ACTION ITEM = Would you retype every record below exactly as written?

(Records excerpted from a collection)
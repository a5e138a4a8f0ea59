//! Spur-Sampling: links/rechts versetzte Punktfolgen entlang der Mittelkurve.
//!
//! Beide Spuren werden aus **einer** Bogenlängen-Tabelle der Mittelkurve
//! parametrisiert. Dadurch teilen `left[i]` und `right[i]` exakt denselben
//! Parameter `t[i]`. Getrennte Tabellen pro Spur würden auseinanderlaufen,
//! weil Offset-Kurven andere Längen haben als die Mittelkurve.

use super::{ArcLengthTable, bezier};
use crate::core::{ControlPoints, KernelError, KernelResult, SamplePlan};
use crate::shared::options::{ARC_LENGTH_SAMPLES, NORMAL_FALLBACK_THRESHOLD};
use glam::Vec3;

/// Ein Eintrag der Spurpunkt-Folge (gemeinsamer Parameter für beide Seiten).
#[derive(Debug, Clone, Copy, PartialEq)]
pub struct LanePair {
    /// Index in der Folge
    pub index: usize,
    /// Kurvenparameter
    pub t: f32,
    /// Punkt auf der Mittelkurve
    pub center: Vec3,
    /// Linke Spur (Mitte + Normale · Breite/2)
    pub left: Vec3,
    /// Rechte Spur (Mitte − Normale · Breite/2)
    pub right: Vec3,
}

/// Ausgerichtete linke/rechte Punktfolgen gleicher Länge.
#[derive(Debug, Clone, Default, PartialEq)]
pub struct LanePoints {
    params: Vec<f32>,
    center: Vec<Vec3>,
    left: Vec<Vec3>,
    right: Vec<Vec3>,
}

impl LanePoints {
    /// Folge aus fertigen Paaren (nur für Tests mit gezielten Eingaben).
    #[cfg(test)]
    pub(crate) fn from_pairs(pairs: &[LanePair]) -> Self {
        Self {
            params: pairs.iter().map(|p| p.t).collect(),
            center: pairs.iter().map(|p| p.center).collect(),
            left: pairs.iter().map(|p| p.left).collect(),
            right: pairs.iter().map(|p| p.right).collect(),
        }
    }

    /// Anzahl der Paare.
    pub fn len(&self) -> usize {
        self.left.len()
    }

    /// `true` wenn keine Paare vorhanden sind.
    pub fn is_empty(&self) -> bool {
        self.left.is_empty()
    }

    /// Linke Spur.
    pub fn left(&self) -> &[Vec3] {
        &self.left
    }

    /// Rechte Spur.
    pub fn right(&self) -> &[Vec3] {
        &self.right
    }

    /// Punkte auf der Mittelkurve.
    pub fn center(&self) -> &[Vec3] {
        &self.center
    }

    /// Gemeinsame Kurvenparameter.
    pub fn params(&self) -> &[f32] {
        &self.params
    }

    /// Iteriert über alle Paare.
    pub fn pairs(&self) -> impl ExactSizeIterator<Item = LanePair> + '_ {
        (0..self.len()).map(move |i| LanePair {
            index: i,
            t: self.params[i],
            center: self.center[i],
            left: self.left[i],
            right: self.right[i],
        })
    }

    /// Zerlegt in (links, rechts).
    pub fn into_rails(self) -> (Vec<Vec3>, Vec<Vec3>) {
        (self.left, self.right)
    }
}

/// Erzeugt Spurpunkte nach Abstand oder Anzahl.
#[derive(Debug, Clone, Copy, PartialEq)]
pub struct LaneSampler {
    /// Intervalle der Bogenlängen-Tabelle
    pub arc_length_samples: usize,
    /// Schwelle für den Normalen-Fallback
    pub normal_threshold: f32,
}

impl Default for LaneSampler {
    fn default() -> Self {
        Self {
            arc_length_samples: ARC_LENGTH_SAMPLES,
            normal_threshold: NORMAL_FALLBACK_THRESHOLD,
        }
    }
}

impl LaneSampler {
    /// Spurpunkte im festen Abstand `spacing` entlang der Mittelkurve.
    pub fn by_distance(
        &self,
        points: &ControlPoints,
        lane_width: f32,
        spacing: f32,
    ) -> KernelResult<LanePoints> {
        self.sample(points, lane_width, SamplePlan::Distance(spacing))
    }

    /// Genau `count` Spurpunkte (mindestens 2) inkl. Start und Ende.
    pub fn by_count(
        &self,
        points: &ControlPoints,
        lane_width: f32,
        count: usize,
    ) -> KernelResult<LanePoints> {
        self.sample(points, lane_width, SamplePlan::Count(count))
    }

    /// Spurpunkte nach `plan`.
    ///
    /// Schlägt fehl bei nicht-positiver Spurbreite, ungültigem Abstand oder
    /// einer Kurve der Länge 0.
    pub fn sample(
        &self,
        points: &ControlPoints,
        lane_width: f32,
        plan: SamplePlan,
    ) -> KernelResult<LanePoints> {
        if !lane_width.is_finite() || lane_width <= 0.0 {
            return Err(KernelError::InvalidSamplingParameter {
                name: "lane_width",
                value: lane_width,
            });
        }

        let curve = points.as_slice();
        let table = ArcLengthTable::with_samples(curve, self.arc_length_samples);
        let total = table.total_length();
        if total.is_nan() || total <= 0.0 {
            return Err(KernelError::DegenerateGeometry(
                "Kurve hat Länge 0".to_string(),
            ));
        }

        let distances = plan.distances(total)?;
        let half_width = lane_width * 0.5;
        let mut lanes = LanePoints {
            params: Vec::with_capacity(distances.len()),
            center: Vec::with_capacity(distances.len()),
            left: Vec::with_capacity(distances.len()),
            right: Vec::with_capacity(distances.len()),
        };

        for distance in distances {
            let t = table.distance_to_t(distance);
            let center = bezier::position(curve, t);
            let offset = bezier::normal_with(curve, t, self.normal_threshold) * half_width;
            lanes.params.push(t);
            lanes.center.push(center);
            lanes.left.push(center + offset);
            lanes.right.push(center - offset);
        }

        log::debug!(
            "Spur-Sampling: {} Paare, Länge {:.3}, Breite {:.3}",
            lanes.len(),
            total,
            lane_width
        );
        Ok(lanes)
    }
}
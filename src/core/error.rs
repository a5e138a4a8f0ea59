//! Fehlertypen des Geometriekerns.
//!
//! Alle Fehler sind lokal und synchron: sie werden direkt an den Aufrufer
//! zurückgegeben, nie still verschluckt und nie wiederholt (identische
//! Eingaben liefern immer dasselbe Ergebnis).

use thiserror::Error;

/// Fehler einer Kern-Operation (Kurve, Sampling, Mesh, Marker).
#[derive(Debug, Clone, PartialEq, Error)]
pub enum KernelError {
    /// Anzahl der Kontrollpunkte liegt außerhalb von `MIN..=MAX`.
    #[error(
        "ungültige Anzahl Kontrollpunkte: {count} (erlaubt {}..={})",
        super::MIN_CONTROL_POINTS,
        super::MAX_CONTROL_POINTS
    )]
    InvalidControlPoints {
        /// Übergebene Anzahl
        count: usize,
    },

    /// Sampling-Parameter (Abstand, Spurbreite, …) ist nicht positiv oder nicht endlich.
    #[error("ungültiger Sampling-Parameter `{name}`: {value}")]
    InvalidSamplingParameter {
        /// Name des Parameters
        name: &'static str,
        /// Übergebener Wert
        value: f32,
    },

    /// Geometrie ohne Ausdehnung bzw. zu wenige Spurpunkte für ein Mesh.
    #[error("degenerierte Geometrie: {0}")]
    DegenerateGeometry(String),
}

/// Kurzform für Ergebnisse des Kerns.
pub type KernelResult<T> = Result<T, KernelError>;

RESULT FOR THIS TASK =
repository a5e138a4a8f0ea59
//! Spur-Sampling: links/rechts versetzte Punktfolgen entlang der Mittelkurve.
//!
//! Beide Spuren werden aus **einer** Bogenlängen-Tabelle der Mittelkurve
//! parametrisiert. Dadurch teilen `left[i]` und `right[i]` exakt denselben
//! Parameter `t[i]`. Getrennte Tabellen pro Spur würden auseinanderlaufen,
//! weil Offset-Kurven andere Längen haben als die Mittelkurve.

use super::{ArcLengthTable, bezier};
use crate::core::{ControlPoints, KernelError, KernelResult, SamplePlan};
use crate::shared::options::{ARC_LENGTH_SAMPLES, NORMAL_FALLBACK_THRESHOLD};
use glam::Vec3;

/// Ein Eintrag der Spurpunkt-Folge (gemeinsamer Parameter für beide Seiten).
#[derive(Debug, Clone, Copy, PartialEq)]
pub struct LanePair {
    /// Index in der Folge
    pub index: usize,
    /// Kurvenparameter
    pub t: f32,
    /// Punkt auf der Mittelkurve
    pub center: Vec3,
    /// Linke Spur (Mitte + Normale · Breite/2)
    pub left: Vec3,
    /// Rechte Spur (Mitte − Normale · Breite/2)
    pub right: Vec3,
}

/// Ausgerichtete linke/rechte Punktfolgen gleicher Länge.
#[derive(Debug, Clone, Default, PartialEq)]
pub struct LanePoints {
    params: Vec<f32>,
    center: Vec<Vec3>,
    left: Vec<Vec3>,
    right: Vec<Vec3>,
}

impl LanePoints {
    /// Folge aus fertigen Paaren (nur für Tests mit gezielten Eingaben).
    #[cfg(test)]
    pub(crate) fn from_pairs(pairs: &[LanePair]) -> Self {
        Self {
            params: pairs.iter().map(|p| p.t).collect(),
            center: pairs.iter().map(|p| p.center).collect(),
            left: pairs.iter().map(|p| p.left).collect(),
            right: pairs.iter().map(|p| p.right).collect(),
        }
    }

    /// Anzahl der Paare.
    pub fn len(&self) -> usize {
        self.left.len()
    }

    /// `true` wenn keine Paare vorhanden sind.
    pub fn is_empty(&self) -> bool {
        self.left.is_empty()
    }

    /// Linke Spur.
    pub fn left(&self) -> &[Vec3] {
        &self.left
    }

    /// Rechte Spur.
    pub fn right(&self) -> &[Vec3] {
        &self.right
    }

    /// Punkte auf der Mittelkurve.
    pub fn center(&self) -> &[Vec3] {
        &self.center
    }

    /// Gemeinsame Kurvenparameter.
    pub fn params(&self) -> &[f32] {
        &self.params
    }

    /// Iteriert über alle Paare.
    pub fn pairs(&self) -> impl ExactSizeIterator<Item = LanePair> + '_ {
        (0..self.len()).map(move |i| LanePair {
            index: i,
            t: self.params[i],
            center: self.center[i],
            left: self.left[i],
            right: self.right[i],
        })
    }

    /// Zerlegt in (links, rechts).
    pub fn into_rails(self) -> (Vec<Vec3>, Vec<Vec3>) {
        (self.left, self.right)
    }
}

/// Erzeugt Spurpunkte nach Abstand oder Anzahl.
#[derive(Debug, Clone, Copy, PartialEq)]
pub struct LaneSampler {
    /// Intervalle der Bogenlängen-Tabelle
    pub arc_length_samples: usize,
    /// Schwelle für den Normalen-Fallback
    pub normal_threshold: f32,
}

impl Default for LaneSampler {
    fn default() -> Self {
        Self {
            arc_length_samples: ARC_LENGTH_SAMPLES,
            normal_threshold: NORMAL_FALLBACK_THRESHOLD,
        }
    }
}

impl LaneSampler {
    /// Spurpunkte im festen Abstand `spacing` entlang der Mittelkurve.
    pub fn by_distance(
        &self,
        points: &ControlPoints,
        lane_width: f32,
        spacing: f32,
    ) -> KernelResult<LanePoints> {
        self.sample(points, lane_width, SamplePlan::Distance(spacing))
    }

    /// Genau `count` Spurpunkte (mindestens 2) inkl. Start und Ende.
    pub fn by_count(
        &self,
        points: &ControlPoints,
        lane_width: f32,
        count: usize,
    ) -> KernelResult<LanePoints> {
        self.sample(points, lane_width, SamplePlan::Count(count))
    }

    /// Spurpunkte nach `plan`.
    ///
    /// Schlägt fehl bei nicht-positiver Spurbreite, ungültigem Abstand oder
    /// einer Kurve der Länge 0.
    pub fn sample(
        &self,
        points: &ControlPoints,
        lane_width: f32,
        plan: SamplePlan,
    ) -> KernelResult<LanePoints> {
        if !lane_width.is_finite() || lane_width <= 0.0 {
            return Err(KernelError::InvalidSamplingParameter {
                name: "lane_width",
                value: lane_width,
            });
        }

        let curve = points.as_slice();
        let table = ArcLengthTable::with_samples(curve, self.arc_length_samples);
        let total = table.total_length();
        if total.is_nan() || total <= 0.0 {
            return Err(KernelError::DegenerateGeometry(
                "Kurve hat Länge 0".to_string(),
            ));
        }

        let distances = plan.distances(total)?;
        let half_width = lane_width * 0.5;
        let mut lanes = LanePoints {
            params: Vec::with_capacity(distances.len()),
            center: Vec::with_capacity(distances.len()),
            left: Vec::with_capacity(distances.len()),
            right: Vec::with_capacity(distances.len()),
        };

        for distance in distances {
            let t = table.distance_to_t(distance);
            let center = bezier::position(curve, t);
            let offset = bezier::normal_with(curve, t, self.normal_threshold) * half_width;
            lanes.params.push(t);
            lanes.center.push(center);
            lanes.left.push(center + offset);
            lanes.right.push(center - offset);
        }

        log::debug!(
            "Spur-Sampling: {} Paare, Länge {:.3}, Breite {:.3}",
            lanes.len(),
            total,
            lane_width
        );
        Ok(lanes)
    }
}
filename src/core/error.rs
repository a5e138a4a8f0ea59
//! Fehlertypen des Geometriekerns.
//!
//! Alle Fehler sind lokal und synchron: sie werden direkt an den Aufrufer
//! zurückgegeben, nie still verschluckt und nie wiederholt (identische
//! Eingaben liefern immer dasselbe Ergebnis).

use thiserror::Error;

/// Fehler einer Kern-Operation (Kurve, Sampling, Mesh, Marker).
#[derive(Debug, Clone, PartialEq, Error)]
pub enum KernelError {
    /// Anzahl der Kontrollpunkte liegt außerhalb von `MIN..=MAX`.
    #[error(
        "ungültige Anzahl Kontrollpunkte: {count} (erlaubt {}..={})",
        super::MIN_CONTROL_POINTS,
        super::MAX_CONTROL_POINTS
    )]
    InvalidControlPoints {
        /// Übergebene Anzahl
        count: usize,
    },

    /// Sampling-Parameter (Abstand, Spurbreite, …) ist nicht positiv oder nicht endlich.
    #[error("ungültiger Sampling-Parameter `{name}`: {value}")]
    InvalidSamplingParameter {
        /// Name des Parameters
        name: &'static str,
        /// Übergebener Wert
        value: f32,
    },

    /// Geometrie ohne Ausdehnung bzw. zu wenige Spurpunkte für ein Mesh.
    #[error("degenerierte Geometrie: {0}")]
    DegenerateGeometry(String),
}

/// Kurzform für Ergebnisse des Kerns.
pub type KernelResult<T> = Result<T, KernelError>;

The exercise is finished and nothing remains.